Muitos contos tinham em sua história a morte, seja ela em assassinato ou suicídio. Cada conto me surpreendia em como a morte a aparecia e fazia a sua lida. Todas as mortes me chocaram bastantes, principalmente os feminicídios.

O primeiro conto, A casa de Fayola, já me deu um baque muito grande, fiquei com tanto ódio de Alexandre e até mesmo do escritor Abílio Ferreira por ter me feito sentir ódio logo no primeiro conto. O que me surpreendeu nesse conto que além de ter sido escrito por um homem o personagem principal é Alexandre, o narrador não é Alexandre, mas este segue Alexandre durante a história, e mesmo assim o conto não fica em cima do muro ou justifica o assassinato, ele deixa bem nítido o feminicídio e a completa culpa de Alexandre.

O Dossiê Violência Contra as Mulheres trás os dados de que em 2015 O Brasil ocupava a quinta posição em um ranking de 83 nações.
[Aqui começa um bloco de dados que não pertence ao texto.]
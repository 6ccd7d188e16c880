//! Gateway errors.

use gcs_core::ErrorKind;
use gcs_llm::LlmError;
use thiserror::Error;

/// Errors composing a request or interpreting a provider's response.
#[derive(Debug, Error)]
pub enum GatewayError {
    /// The underlying provider call failed.
    #[error(transparent)]
    Provider(#[from] LlmError),

    /// Neither native tool calls nor the textual fallback shape were
    /// present in a response the caller expected to carry one.
    #[error("could not extract a tool call from the response")]
    NoToolCall,
}

impl GatewayError {
    /// Map to the shared error-kind taxonomy.
    #[must_use]
    pub fn kind(&self) -> ErrorKind {
        match self {
            Self::Provider(e) => e.kind(),
            Self::NoToolCall => ErrorKind::LlmParseError,
        }
    }
}

/// Result type for gateway operations.
pub type GatewayResult<T> = Result<T, GatewayError>;
#![deny(unsafe_code)]
#![warn(missing_docs)]
#![deny(clippy::all)]
#![warn(unreachable_pub)]
//! Credential Store and OAuth Device-Flow Client: persists refreshable
//! OAuth credentials to disk and drives the device-authorization grant
//! used to obtain them.

pub mod credentials;
pub mod device_flow;
mod error;
mod status;

pub use credentials::{CredentialStore, CredentialStoreConfig, Credentials};
pub use device_flow::{DeviceAuthorization, DeviceFlowClient, DeviceFlowConfig, Pkce};
pub use error::{AuthError, AuthResult};
pub use status::{AuthStatus, status};
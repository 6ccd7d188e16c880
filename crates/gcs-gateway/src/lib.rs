//! Contextual LLM Gateway: builds the system message from the live tool
//! registry and domain context, sends turns through an `LlmProvider`, and
//! reconciles the native and textual tool-call shapes into one contract.
//! Also implements conversation summarization on behalf of `gcs-conversation`.

#![deny(unsafe_code)]
#![warn(missing_docs)]
#![deny(clippy::all)]
#![warn(unreachable_pub)]

mod error;
mod extraction;
mod gateway;
mod system;

pub use error::{GatewayError, GatewayResult};
pub use extraction::extract_textual_tool_call;
pub use gateway::ContextualLlmGateway;
pub use system::{compose_final_system_message, compose_system_message};
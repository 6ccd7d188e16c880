//! LLM provider trait.

use async_trait::async_trait;
use futures::Stream;
use std::pin::Pin;

use crate::error::LlmResult;
use crate::types::{GenerateRequest, LlmResponse, StreamEvent};

/// A boxed stream of provider events.
pub type StreamBox = Pin<Box<dyn Stream<Item = LlmResult<StreamEvent>> + Send>>;

/// Provider-agnostic request/stream interface.
///
/// For providers requiring bearer auth, implementations obtain the token
/// via `gcs-auth` before each call; a missing/invalid token surfaces as
/// [`crate::error::LlmError::Auth`].
#[async_trait]
pub trait LlmProvider: Send + Sync {
    /// Provider name, for logging and model-registry lookups.
    fn name(&self) -> &str;

    /// Non-streaming completion.
    ///
    /// # Errors
    /// Returns an [`crate::error::LlmError`]; transient network/5xx errors
    /// are retried internally with exponential backoff before surfacing.
    async fn generate(&self, request: GenerateRequest<'_>) -> LlmResult<LlmResponse>;

    /// Streaming completion; the terminal event is always `TokenCounts`
    /// unless the stream ends in `Error`.
    ///
    /// # Errors
    /// Returns an [`crate::error::LlmError`] if the stream cannot be
    /// established at all (errors that occur mid-stream are delivered as
    /// `StreamEvent::Error` items instead).
    async fn stream(&self, request: GenerateRequest<'_>) -> LlmResult<StreamBox>;

    /// Approximate local token count, used when the provider response omits
    /// usage fields.
    fn count_tokens(&self, text: &str) -> u64 {
        // ~4 chars per token, matching common BPE tokenizer averages.
        (text.len() as u64 / 4).max(u64::from(!text.is_empty()))
    }

    /// Maximum context window in tokens, for compression planning.
    fn max_context_length(&self) -> usize;
}

#[cfg(test)]
mod tests {
    use super::*;

    struct Dummy;

    #[async_trait]
    impl LlmProvider for Dummy {
        fn name(&self) -> &str {
            "dummy"
        }

        async fn generate(&self, _request: GenerateRequest<'_>) -> LlmResult<LlmResponse> {
            unimplemented!()
        }

        async fn stream(&self, _request: GenerateRequest<'_>) -> LlmResult<StreamBox> {
            unimplemented!()
        }

        fn max_context_length(&self) -> usize {
            8192
        }
    }

    #[test]
    fn default_token_count_approximates_by_length() {
        let dummy = Dummy;
        assert_eq!(dummy.count_tokens(""), 0);
        assert_eq!(dummy.count_tokens("abcd"), 1);
        assert_eq!(dummy.count_tokens("abcdefgh"), 2);
    }
}
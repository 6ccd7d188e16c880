//! Auth-related errors.

use gcs_core::ErrorKind;
use thiserror::Error;

/// Errors from the credential store and OAuth device-flow client.
#[derive(Debug, Error)]
pub enum AuthError {
    /// No credentials file exists, or it contains no usable token.
    #[error("no valid credentials available")]
    NoValidCredentials,

    /// The file lock guarding the credentials file was not acquired within
    /// the configured timeout.
    #[error("timed out waiting for credentials file lock")]
    LockTimeout,

    /// The credentials file could not be parsed as JSON in any recognised
    /// shape.
    #[error("malformed credentials file: {0}")]
    MalformedFile(String),

    /// I/O failure reading or writing the credentials file.
    #[error("credentials I/O error: {0}")]
    Io(#[from] std::io::Error),

    /// The device-authorization or refresh HTTP request failed.
    #[error("oauth request failed: {0}")]
    RequestFailed(#[from] reqwest::Error),

    /// The device code expired before the user completed authorization.
    #[error("device code expired before authorization completed")]
    DeviceCodeExpired,

    /// The user explicitly denied the authorization request.
    #[error("authorization denied by user")]
    AccessDenied,

    /// The authorization server returned a refresh-token rejection (HTTP
    /// 400); credentials have been cleared.
    #[error("refresh rejected by server, credentials cleared")]
    RefreshRejected,

    /// An unrecognised error response from the authorization server.
    #[error("oauth server error: {0}")]
    ServerError(String),
}

impl AuthError {
    /// Map to the shared error-kind taxonomy.
    #[must_use]
    pub fn kind(&self) -> ErrorKind {
        match self {
            Self::LockTimeout => ErrorKind::LockTimeout,
            Self::RequestFailed(_) => ErrorKind::NetworkError,
            Self::NoValidCredentials
            | Self::MalformedFile(_)
            | Self::DeviceCodeExpired
            | Self::AccessDenied
            | Self::RefreshRejected
            | Self::ServerError(_) => ErrorKind::AuthError,
            Self::Io(_) => ErrorKind::AuthError,
        }
    }
}

/// Result type for auth operations.
pub type AuthResult<T> = Result<T, AuthError>;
Eu nem quero imaginar qual posição agora em 2018 o Brasil deve estar ocupando. Vou deixar o link nas referências para vocês lerem melhor sobre o que é feminicídio e como está a situação no nosso país.

O extermínio da população negra e a saúde mental da população negra é tema de muitos debates e discursões, isso é muito bom para poder compartilhar ideias e conhecimentos além de formular estratégias para o povo preto se proteger e continuar lutando. Eu como uma trabalhadora da saúde sempre tento pautar o tema da saúde mental da população negra, e lembro da Lei Orgânica da Saúde 8080 que diz em um dos seus artigos quais são os condicionantes para a saúde: a alimentação, a moradia, o saneamento básico, o meio ambiente, o trabalho, a renda, a educação, o transporte, o lazer e o acesso aos bens e serviços essenciais.

Agora me responda, para uma população que lhe foi cerceado tudo isso é possível ter uma boa saúde mental? Ou quem dirás alguma saúde mental? Chegando à conclusão de que nossa saúde mental foi destruída precisamos procurar meios e estratégias para cuidar de nós mesmos.

Dentro da saúde temos a PNSIPN – Política Nacional de Saúde Integral da População Negra, que tem como objetivo falar sobre racismo, racismo institucional, além de propor meios de superação e de acolhimento a população negra nos serviços de saúde. Fiz um curso EAD sobre saúde da população negra pelo Ministério da Saúde que tinha como base teórica esta política, percebi que a política tem uma linguagem acessível, o curso todo foi bem didático e para as profissionais de saúde se faz necessário conhecer tal instrumento que pode ser usado por nós mesmos na prática profissional.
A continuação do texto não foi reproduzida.